1. Plenty of people have said that; even the NY Times has admitted that its pre-war reporting on WMD was flawed. However, most people seem to not care. Since the media has done a darn good job of shooting itself in the foot repeatedly while trying to bring down Bush, there's a large chunk of the country _ even people on the left _ who ignore a lot of things because they think it's just the media in attack mode.

2. The big difference between something like this and Watergate is that Woodward and Bernstein were RIGHT almost every time. They got fed some bad info, but most everything they reported turned out to be true. Ben Bradlee was smart enough to trust two really good reporters and one really good source. I wonder if the managing editor of Newsweek even knew who the source for this story was.

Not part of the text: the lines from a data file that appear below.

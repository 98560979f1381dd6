//! Small built-in control meshes.

use nalgebra::Point3;

use super::poly::PolyMesh;
use crate::algo::tessellate::BezierPatch;

/// An axis-aligned cube of edge length `size` centered at the origin.
///
/// Six outward-facing quads over eight points.
pub fn cube(size: f64) -> PolyMesh {
    let h = size / 2.0;
    let points = vec![
        // Front (z = +h)
        Point3::new(-h, -h, h),
        Point3::new(h, -h, h),
        Point3::new(h, h, h),
        Point3::new(-h, h, h),
        // Back (z = -h)
        Point3::new(-h, -h, -h),
        Point3::new(h, -h, -h),
        Point3::new(h, h, -h),
        Point3::new(-h, h, -h),
    ];
    let faces = vec![
        vec![0, 1, 2, 3], // front
        vec![1, 5, 6, 2], // right
        vec![4, 0, 3, 7], // left
        vec![5, 4, 7, 6], // back
        vec![3, 2, 6, 7], // top
        vec![4, 5, 1, 0], // bottom
    ];
    PolyMesh::from_raw(points, faces)
}

/// A flat `n × n` grid of unit quads in the XY plane, an open mesh.
pub fn grid(n: usize) -> PolyMesh {
    let mut points = Vec::with_capacity((n + 1) * (n + 1));
    for j in 0..=n {
        for i in 0..=n {
            points.push(Point3::new(i as f64, j as f64, 0.0));
        }
    }

    let mut faces = Vec::with_capacity(n * n);
    for j in 0..n {
        for i in 0..n {
            let v00 = j * (n + 1) + i;
            let v10 = v00 + 1;
            let v01 = v00 + (n + 1);
            let v11 = v01 + 1;
            faces.push(vec![v00, v10, v11, v01]);
        }
    }

    PolyMesh::from_raw(points, faces)
}

/// An arched demonstration patch spanning 6 units in x and z, with its
/// four interior control points raised.
pub fn simple_patch() -> BezierPatch {
    let row = |x: f64, inner: f64| {
        [
            Point3::new(x, -1.0, 3.0),
            Point3::new(x, inner, 1.0),
            Point3::new(x, inner, -1.0),
            Point3::new(x, -1.0, -3.0),
        ]
    };
    BezierPatch::new([row(-3.0, -1.0), row(-1.0, 2.0), row(1.0, 2.0), row(3.0, -1.0)])
}
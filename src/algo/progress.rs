//! Progress reporting for multi-step mesh operations.
//!
//! Iterated subdivision and multi-patch tessellation do their work in
//! discrete steps (one subdivision level, one patch). After each step they
//! hand a [`ProgressEvent`] to a caller-supplied [`Progress`] callback, which
//! a CLI can turn into a progress bar.
//!
//! ```
//! use tessel::algo::Progress;
//!
//! let progress = Progress::new(|event| {
//!     println!("{} {}/{}: {} faces", event.stage, event.step, event.total, event.faces);
//! });
//! # drop(progress);
//! ```

/// A single progress update.
#[derive(Debug, Clone, Copy, PartialEq, Eq)]
pub struct ProgressEvent<'a> {
    /// Name of the running operation.
    pub stage: &'a str,
    /// Steps completed so far (`0..=total`).
    pub step: usize,
    /// Total number of steps.
    pub total: usize,
    /// Face count of the mesh after the last completed step.
    pub faces: usize,
}

impl ProgressEvent<'_> {
    /// Completion in `[0, 1]`. An operation with no steps counts as done.
    pub fn fraction(&self) -> f64 {
        if self.total == 0 {
            1.0
        } else {
            self.step.min(self.total) as f64 / self.total as f64
        }
    }

    /// Whether this is the final update.
    pub fn is_done(&self) -> bool {
        self.step >= self.total
    }
}

/// Callback receiving [`ProgressEvent`]s.
pub struct Progress {
    callback: Box<dyn Fn(&ProgressEvent<'_>) + Send + Sync>,
}

impl Progress {
    /// Create a reporter from a callback.
    pub fn new<F>(callback: F) -> Self
    where
        F: Fn(&ProgressEvent<'_>) + Send + Sync + 'static,
    {
        Self {
            callback: Box::new(callback),
        }
    }

    /// A reporter that ignores every update.
    pub fn none() -> Self {
        Self::new(|_| {})
    }

    #[inline]
    pub(crate) fn emit(&self, stage: &str, step: usize, total: usize, faces: usize) {
        (self.callback)(&ProgressEvent {
            stage,
            step,
            total,
            faces,
        });
    }
}

impl Default for Progress {
    fn default() -> Self {
        Self::none()
    }
}

impl std::fmt::Debug for Progress {
    fn fmt(&self, f: &mut std::fmt::Formatter<'_>) -> std::fmt::Result {
        f.debug_struct("Progress").finish_non_exhaustive()
    }
}

#[cfg(test)]
mod tests {
    use super::*;
    use std::sync::{Arc, Mutex};

    #[test]
    fn test_events_reach_callback() {
        let seen = Arc::new(Mutex::new(Vec::new()));
        let sink = Arc::clone(&seen);
        let progress = Progress::new(move |e| sink.lock().unwrap().push((e.step, e.total, e.faces)));

        progress.emit("work", 0, 2, 6);
        progress.emit("work", 2, 2, 96);

        assert_eq!(*seen.lock().unwrap(), vec![(0, 2, 6), (2, 2, 96)]);
    }

    #[test]
    fn test_fraction() {
        let e = ProgressEvent {
            stage: "x",
            step: 1,
            total: 4,
            faces: 0,
        };
        assert!((e.fraction() - 0.25).abs() < 1e-12);
        assert!(!e.is_done());

        let e = ProgressEvent { step: 0, total: 0, ..e };
        assert_eq!(e.fraction(), 1.0);
        assert!(e.is_done());
    }
}
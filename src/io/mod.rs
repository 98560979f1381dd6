//! Mesh file I/O.
//!
//! The kernel itself works on text and in-memory meshes; this module adds
//! thin local-file helpers around it.
//!
//! # Supported Formats
//!
//! | Format | Extension | Load | Save | Notes |
//! |--------|-----------|------|------|-------|
//! | Wavefront OBJ | `.obj` | ✓ | ✓ | Polygon faces, normals, texture coordinates |
//! | STL | `.stl` | ✗ | ✓ | Binary, triangles only |
//!
//! # Usage
//!
//! ```no_run
//! use tessel::io::{load_obj, save_poly};
//! use tessel::io::obj::ObjOptions;
//!
//! let control = load_obj("control.obj", &ObjOptions::default().with_triangulate(false))
//!     .unwrap()
//!     .as_poly_mesh()
//!     .unwrap();
//!
//! // Format is picked from the extension; STL output is fan-triangulated
//! save_poly(&control, "control.stl").unwrap();
//! ```

pub mod obj;
pub mod stl;

use std::path::Path;

use crate::error::{MeshError, Result};
use crate::mesh::{PolyMesh, TriMesh};

use obj::{ObjMesh, ObjOptions};

/// Supported mesh file formats.
#[derive(Debug, Clone, Copy, PartialEq, Eq)]
pub enum Format {
    /// Wavefront OBJ format.
    Obj,
    /// STL (stereolithography) format.
    Stl,
}

impl Format {
    /// Detect format from file extension.
    pub fn from_extension(ext: &str) -> Option<Format> {
        match ext.to_lowercase().as_str() {
            "obj" => Some(Format::Obj),
            "stl" => Some(Format::Stl),
            _ => None,
        }
    }

    /// Detect format from file path.
    pub fn from_path<P: AsRef<Path>>(path: P) -> Option<Format> {
        path.as_ref()
            .extension()
            .and_then(|ext| ext.to_str())
            .and_then(Format::from_extension)
    }
}

fn detect(path: &Path) -> Result<Format> {
    Format::from_path(path).ok_or_else(|| MeshError::UnsupportedFormat {
        extension: path
            .extension()
            .and_then(|e| e.to_str())
            .unwrap_or("(none)")
            .to_string(),
    })
}

/// Load an OBJ file into the intermediate face-corner mesh.
///
/// The file is read as OBJ text whatever its extension.
pub fn load_obj<P: AsRef<Path>>(path: P, options: &ObjOptions) -> Result<ObjMesh> {
    obj::load(path.as_ref(), options)
}

/// Save a polygon mesh, picking the format from the extension.
pub fn save_poly<P: AsRef<Path>>(mesh: &PolyMesh, path: P) -> Result<()> {
    let path = path.as_ref();
    match detect(path)? {
        Format::Obj => obj::save_poly(mesh, path),
        Format::Stl => stl::save(&mesh.to_tri_mesh(), path),
    }
}

/// Save a triangle mesh, picking the format from the extension.
pub fn save_tri<P: AsRef<Path>>(mesh: &TriMesh, path: P) -> Result<()> {
    let path = path.as_ref();
    match detect(path)? {
        Format::Obj => obj::save_tri(mesh, path),
        Format::Stl => stl::save(mesh, path),
    }
}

This may sound strange, but Watergate was one of the worst things to ever happen to journalism. After the holy hell that Woodward and Bernstein called down on Nixon, every journalist wanted the next big scoop and every government flunky wanted to be the next Deep Throat. The problem is that Deep Throat (My guess: Kissinger) was high enough up the ladder that he could actually give Woodward and Bernstein information that truly needed to be scrubbed because there were only a few people it could have come from. Now, every mid-level desk jockey wants to be an "anonymous source" because it makes them feel important, even if they have no information of real value.